Unvollständige Angaben

Unvollständige Angaben über vorhandene Zeugen seien generell geeignet, die Interessen des Versicherers zu gefährden. Es bestehe kein Zweifel, dass der Kasko­ver­si­cherer für seine Regulie­rungs­ent­scheidung über die zur Verfügung stehenden Zeugen informiert sein müsse, um die Angaben des Versi­che­rungs­nehmers überprüfen zu können. Ein erhebliches Verschulden des Klägers sei ebenfalls zu bejahen. Ein Verstoß, der auch einem sonst ordentlichen Versi­che­rungs­nehmer leicht unterlaufen könne und für den ein einsichtiger Versicherer Verständnis aufzubringen vermöge, sei hier nicht zu erkennen. Umstände, die das Verhalten des Klägers in einem milderen Licht erscheinen lassen könnten, seien nicht ersichtlich.
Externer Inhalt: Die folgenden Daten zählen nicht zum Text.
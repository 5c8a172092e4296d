//! Filesystem tool family: list, read, write, stat.

use crate::core::{ToolError, ToolResult};
use crate::io::reader::read_text_lossy;
use crate::io::walker::FileWalker;
use crate::io::writer::write_text_atomic;
use crate::server::handlers::{arg_bool, arg_str, arg_str_list};
use crate::server::tools::ServerState;
use chrono::{DateTime, Utc};
use serde_json::{json, Map, Value};
use sha2::{Digest, Sha256};
use std::fs;
use std::io::Read;
use std::path::{Path, PathBuf};

/// `list_project_files {root, patterns?, exclude?}`
pub fn list_project_files(state: &ServerState, args: &Value) -> ToolResult<Value> {
    let root = PathBuf::from(arg_str(args, "root"));
    if !root.is_dir() {
        return Err(ToolError::InvalidDirectory { path: root });
    }
    let patterns = arg_str_list(args, "patterns").unwrap_or_default();
    let exclude = arg_str_list(args, "exclude").unwrap_or_else(|| state.default_exclude.clone());

    let all = FileWalker::new(root.clone())
        .with_name_patterns(patterns)
        .with_exclude_patterns(exclude)
        .walk()
        .map_err(|e| ToolError::InvalidPattern(e.to_string()))?;

    let limit = state.limits.max_files_per_operation;
    let truncated = all.len() > limit;
    let files: Vec<String> = all
        .iter()
        .take(limit)
        .map(|p| {
            p.strip_prefix(&root)
                .unwrap_or(p)
                .to_string_lossy()
                .to_string()
        })
        .collect();

    Ok(json!({
        "root": root,
        "files": files,
        "count": files.len(),
        "truncated": truncated,
    }))
}

/// `read_files {paths}`
pub fn read_files(state: &ServerState, args: &Value) -> ToolResult<Value> {
    let paths = arg_str_list(args, "paths").unwrap_or_default();
    check_batch_size(paths.len(), state)?;

    let mut results = Map::new();
    let mut errors = Map::new();
    for path in &paths {
        match read_text_lossy(Path::new(path), &state.limits) {
            Ok(outcome) => {
                // Cap the response payload, never the file on disk.
                let mut content = outcome.content;
                let mut truncated = false;
                if content.chars().count() > state.limits.max_code_length {
                    content = content.chars().take(state.limits.max_code_length).collect();
                    truncated = true;
                }
                results.insert(
                    path.clone(),
                    json!({
                        "content": content,
                        "truncated": truncated,
                        "size": outcome.size_bytes,
                    }),
                );
            }
            Err(err) => {
                errors.insert(path.clone(), Value::String(err.to_string()));
            }
        }
    }

    Ok(json!({
        "files": results,
        "errors": nullable(&errors),
        "read_count": results.len(),
        "error_count": errors.len(),
    }))
}

/// `write_files {files: {path: content}}` — each write is atomic; failures
/// are per-file and never abort the batch.
pub fn write_files(state: &ServerState, args: &Value) -> ToolResult<Value> {
    let files = match args.get("files").and_then(|v| v.as_object()) {
        Some(map) => map,
        None => return Err(ToolError::NoFilesProvided),
    };
    check_batch_size(files.len(), state)?;

    let mut results = Map::new();
    let mut errors = Map::new();
    for (path, content) in files {
        let content = content.as_str().unwrap_or("");
        if content.chars().count() > state.limits.max_code_length {
            errors.insert(
                path.clone(),
                Value::String(format!(
                    "Content too large ({} chars, limit {})",
                    content.chars().count(),
                    state.limits.max_code_length
                )),
            );
            continue;
        }
        match write_text_atomic(Path::new(path), content) {
            Ok(()) => {
                results.insert(
                    path.clone(),
                    json!({"written": true, "size": content.len()}),
                );
            }
            Err(err) => {
                errors.insert(path.clone(), Value::String(err.to_string()));
            }
        }
    }

    Ok(json!({
        "results": results,
        "errors": nullable(&errors),
        "written_count": results.len(),
        "error_count": errors.len(),
    }))
}

/// `stat_files {paths, include_hash?}`
pub fn stat_files(state: &ServerState, args: &Value) -> ToolResult<Value> {
    let paths = arg_str_list(args, "paths").unwrap_or_default();
    check_batch_size(paths.len(), state)?;
    let include_hash = arg_bool(args, "include_hash", false);

    let mut results = Map::new();
    let mut errors = Map::new();
    for path_str in &paths {
        let path = Path::new(path_str);
        if !path.exists() {
            errors.insert(path_str.clone(), Value::String("File not found".to_string()));
            continue;
        }
        match stat_one(path, include_hash, state) {
            Ok(info) => {
                results.insert(path_str.clone(), info);
            }
            Err(err) => {
                errors.insert(path_str.clone(), Value::String(err.to_string()));
            }
        }
    }

    Ok(json!({
        "files": results,
        "errors": nullable(&errors),
        "stat_count": results.len(),
        "error_count": errors.len(),
    }))
}

fn stat_one(path: &Path, include_hash: bool, state: &ServerState) -> ToolResult<Value> {
    let meta = fs::metadata(path).map_err(|e| ToolError::io(path, &e))?;
    let mut info = Map::new();
    info.insert("size".to_string(), json!(meta.len()));
    if let Ok(mtime) = meta.modified() {
        info.insert("mtime".to_string(), json!(format_systime(mtime)));
    }
    if let Ok(ctime) = meta.created() {
        info.insert("ctime".to_string(), json!(format_systime(ctime)));
    }
    info.insert("is_file".to_string(), json!(meta.is_file()));
    info.insert("is_dir".to_string(), json!(meta.is_dir()));

    if include_hash && meta.is_file() {
        if meta.len() <= state.limits.max_file_size_bytes {
            info.insert("sha256".to_string(), json!(hash_file(path)?));
        } else {
            info.insert("sha256".to_string(), Value::Null);
            info.insert("hash_skipped".to_string(), json!("File too large"));
        }
    }
    Ok(Value::Object(info))
}

fn format_systime(time: std::time::SystemTime) -> String {
    DateTime::<Utc>::from(time)
        .format("%Y-%m-%dT%H:%M:%SZ")
        .to_string()
}

fn hash_file(path: &Path) -> ToolResult<String> {
    let mut file = fs::File::open(path).map_err(|e| ToolError::io(path, &e))?;
    let mut hasher = Sha256::new();
    let mut buf = [0u8; 8192];
    loop {
        let n = file.read(&mut buf).map_err(|e| ToolError::io(path, &e))?;
        if n == 0 {
            break;
        }
        hasher.update(&buf[..n]);
    }
    Ok(format!("{:x}", hasher.finalize()))
}

fn nullable(map: &Map<String, Value>) -> Value {
    if map.is_empty() {
        Value::Null
    } else {
        Value::Object(map.clone())
    }
}

fn check_batch_size(requested: usize, state: &ServerState) -> ToolResult<()> {
    if requested > state.limits.max_files_per_operation {
        return Err(ToolError::TooManyFiles {
            requested,
            limit: state.limits.max_files_per_operation,
        });
    }
    Ok(())
}
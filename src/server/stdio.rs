//! Newline-delimited JSON-RPC 2.0 transport over stdio.
//!
//! Requests are processed strictly one at a time: each tool invocation runs
//! to completion before the next line is read, so the subsystem is
//! non-reentrant by construction.

use crate::server::tools::{dispatch, tool_definitions, ServerState};
use serde_json::{json, Value};
use std::io::{BufRead, Write};

const PROTOCOL_VERSION: &str = "2025-06-18";
const QUICKREF_URI: &str = "guide://py2to3-quickref";

/// Serve requests from stdin until EOF.
pub fn run_stdio(state: &ServerState) -> anyhow::Result<()> {
    let stdin = std::io::stdin();
    let stdout = std::io::stdout();
    log::info!(
        "tool server ready ({} tools, rewriter available: {})",
        crate::server::tools::ToolKind::ALL.len(),
        state.rewriter.is_available()
    );

    for line in stdin.lock().lines() {
        let line = line?;
        if line.trim().is_empty() {
            continue;
        }
        if let Some(response) = handle_line(state, &line) {
            let mut out = stdout.lock();
            writeln!(out, "{}", response)?;
            out.flush()?;
        }
    }
    Ok(())
}

/// Handle one raw request line; `None` means a notification with no reply.
pub fn handle_line(state: &ServerState, line: &str) -> Option<String> {
    let message: Value = match serde_json::from_str(line) {
        Ok(value) => value,
        Err(_) => {
            return Some(
                json!({
                    "jsonrpc": "2.0",
                    "id": null,
                    "error": {"code": -32700, "message": "Parse error"}
                })
                .to_string(),
            );
        }
    };

    let method = message["method"].as_str().unwrap_or("");
    if method.starts_with("notifications/") {
        return None;
    }
    let id = message.get("id").cloned().unwrap_or(Value::Null);

    let response = match method {
        "initialize" => json!({
            "jsonrpc": "2.0",
            "id": id,
            "result": {
                "protocolVersion": PROTOCOL_VERSION,
                "capabilities": {"tools": {}, "resources": {}},
                "serverInfo": {
                    "name": env!("CARGO_PKG_NAME"),
                    "version": env!("CARGO_PKG_VERSION"),
                },
            }
        }),
        "tools/list" => json!({
            "jsonrpc": "2.0",
            "id": id,
            "result": {"tools": tool_definitions()}
        }),
        "tools/call" => {
            let name = message["params"]["name"].as_str().unwrap_or("");
            let arguments = message["params"]
                .get("arguments")
                .cloned()
                .unwrap_or_else(|| json!({}));
            let envelope = dispatch(state, name, &arguments);
            let is_error = envelope.status == "error";
            json!({
                "jsonrpc": "2.0",
                "id": id,
                "result": {
                    "content": [{"type": "text", "text": envelope.to_json()}],
                    "isError": is_error,
                }
            })
        }
        "resources/list" => json!({
            "jsonrpc": "2.0",
            "id": id,
            "result": {
                "resources": [{
                    "uri": QUICKREF_URI,
                    "name": "Python 2 to 3 Quick Reference",
                    "description": "Quick reference for common Python 2 to 3 migration patterns",
                    "mimeType": "text/markdown",
                }]
            }
        }),
        "resources/read" => {
            let uri = message["params"]["uri"].as_str().unwrap_or("");
            if uri == QUICKREF_URI {
                json!({
                    "jsonrpc": "2.0",
                    "id": id,
                    "result": {
                        "contents": [{
                            "uri": uri,
                            "mimeType": "text/markdown",
                            "text": crate::report::guides::quick_reference(),
                        }]
                    }
                })
            } else {
                json!({
                    "jsonrpc": "2.0",
                    "id": id,
                    "error": {"code": -32602, "message": format!("Resource not found: {}", uri)}
                })
            }
        }
        "ping" => json!({"jsonrpc": "2.0", "id": id, "result": {}}),
        _ => json!({
            "jsonrpc": "2.0",
            "id": id,
            "error": {"code": -32601, "message": "Method not found"}
        }),
    };

    Some(response.to_string())
}
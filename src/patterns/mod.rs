//! Legacy-pattern and runtime-risk detection registries.
//!
//! Both registries are fixed tables built once at process start: each entry
//! pairs a compiled line-level regular expression with classification
//! metadata. The detectors are lexical and line-oriented by design; they can
//! false-positive (an intentional `u'...'` prefix in migrated code) and
//! false-negative (constructs spanning multiple lines). That trade-off is
//! inherent to the approach and is not papered over with intent guessing.

pub mod legacy;
pub mod runtime_risk;

pub use legacy::{legacy_rules, rule_by_code, PatternRule};
pub use runtime_risk::{runtime_risk_rules, RuntimeRiskRule};
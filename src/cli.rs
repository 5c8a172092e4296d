use clap::{Parser, Subcommand};
use std::path::PathBuf;

#[derive(Parser, Debug)]
#[command(name = "legacymap")]
#[command(about = "Python 2 legacy-pattern scanner and migration report engine", long_about = None)]
#[command(version)]
pub struct Cli {
    /// Path to a legacymap.toml config file
    #[arg(long, global = true)]
    pub config: Option<PathBuf>,

    #[command(subcommand)]
    pub command: Commands,
}

#[derive(Subcommand, Debug)]
pub enum Commands {
    /// Scan a directory for legacy patterns
    Scan {
        /// Directory to scan
        path: PathBuf,

        /// Directory/file patterns to exclude
        #[arg(long, value_delimiter = ',')]
        exclude: Option<Vec<String>>,

        /// Output file (defaults to stdout)
        #[arg(short, long)]
        output: Option<PathBuf>,
    },

    /// Generate a prioritized migration report for a directory
    Report {
        /// Directory to analyze
        path: PathBuf,

        /// Directory/file patterns to exclude
        #[arg(long, value_delimiter = ',')]
        exclude: Option<Vec<String>>,

        /// Output file (defaults to stdout)
        #[arg(short, long)]
        output: Option<PathBuf>,
    },

    /// Convert one file in place via the external rewriter
    Convert {
        /// Python file to convert
        file: PathBuf,

        /// Skip the .py2.bak backup
        #[arg(long)]
        no_backup: bool,

        /// Show the diff without writing anything
        #[arg(long)]
        dry_run: bool,
    },

    /// Validate a converted file: syntax, remaining patterns, runtime risks
    Validate {
        /// Converted Python file to validate
        file: PathBuf,
    },

    /// Compare an original file with its converted counterpart
    Compare {
        /// Original file (or its .py2.bak backup)
        original: PathBuf,

        /// Converted file
        converted: PathBuf,
    },

    /// Serve the tool endpoints over stdio (JSON-RPC)
    Serve,
}
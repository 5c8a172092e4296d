//! Line-level diff statistics between original and converted text.
//!
//! Diff counts are an orthogonal signal to the pattern-based fix rate and
//! are reported alongside it, never folded into it.

use serde::{Deserialize, Serialize};
use similar::{ChangeTag, TextDiff};

#[derive(Debug, Clone, Copy, Default, PartialEq, Eq, Serialize, Deserialize)]
pub struct DiffStats {
    pub lines_added: usize,
    pub lines_removed: usize,
}

/// Count added and removed lines between two texts.
pub fn diff_stats(original: &str, converted: &str) -> DiffStats {
    let diff = TextDiff::from_lines(original, converted);
    let mut stats = DiffStats::default();
    for change in diff.iter_all_changes() {
        match change.tag() {
            ChangeTag::Insert => stats.lines_added += 1,
            ChangeTag::Delete => stats.lines_removed += 1,
            ChangeTag::Equal => {}
        }
    }
    stats
}

/// Render a unified diff with the given file labels.
pub fn unified_diff(original: &str, converted: &str, from_label: &str, to_label: &str) -> String {
    TextDiff::from_lines(original, converted)
        .unified_diff()
        .header(from_label, to_label)
        .to_string()
}

/// Count of lines that differ position-for-position, used for the
/// `lines_changed` figure in conversion summaries.
pub fn lines_changed(original: &str, converted: &str) -> usize {
    original
        .lines()
        .zip(converted.lines())
        .filter(|(a, b)| a != b)
        .count()
}

#[cfg(test)]
mod tests {
    use super::*;

    #[test]
    fn added_and_removed_lines_are_counted() {
        let original = "a\nb\nc\n";
        let converted = "a\nB\nc\nd\n";
        let stats = diff_stats(original, converted);
        assert_eq!(stats.lines_removed, 1); // b
        assert_eq!(stats.lines_added, 2); // B, d
    }

    #[test]
    fn identical_text_produces_empty_stats() {
        let stats = diff_stats("same\n", "same\n");
        assert_eq!(stats, DiffStats::default());
    }

    #[test]
    fn unified_diff_carries_labels() {
        let diff = unified_diff("x\n", "y\n", "orig.py", "conv.py");
        assert!(diff.contains("--- orig.py"));
        assert!(diff.contains("+++ conv.py"));
        assert!(diff.contains("-x"));
        assert!(diff.contains("+y"));
    }
}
Die Angst, dass die Lebensgefährtin von Geliebter erfährt, entlastet den Versi­che­rungs­nehmer nicht

Es sei offensichtlich, dass bei Unfällen, zumal bei solchen, die sich im Ausland ereignet haben und die polizeilich nicht aufgenommen wurden, Zeugen von besonderer Wichtigkeit sind. Dabei würde es den Kläger auch nicht entlasten, wenn er tatsächlich die Zeugin nicht angegeben hätte, damit seine Lebensgefährtin nicht von ihr erfährt. Denn es ist nicht ersichtlich, dass das Aufklä­rungs­in­teresse der Beklagten hinter dem Interesse des Klägers, seine Beziehungen störungsfrei zu koordinieren zurücktreten müsste.

Quelle: ra-online, Landgericht Dortmund

der Leitsatz

1. Der VN ist im Rahmen der ihn treffenden Aufklä­rungs­ob­lie­genheit verpflichtet, die Unfallzeugen anzugeben.

2. Es entlastet ihn nicht vom Vorwurf der Oblie­gen­heits­ver­letzung ( nach VVG a.F. ), wenn er eine Zeugin ggü. dem Versicherer nicht angibt, damit die Lebensgefährtin nicht von dieser erfährt.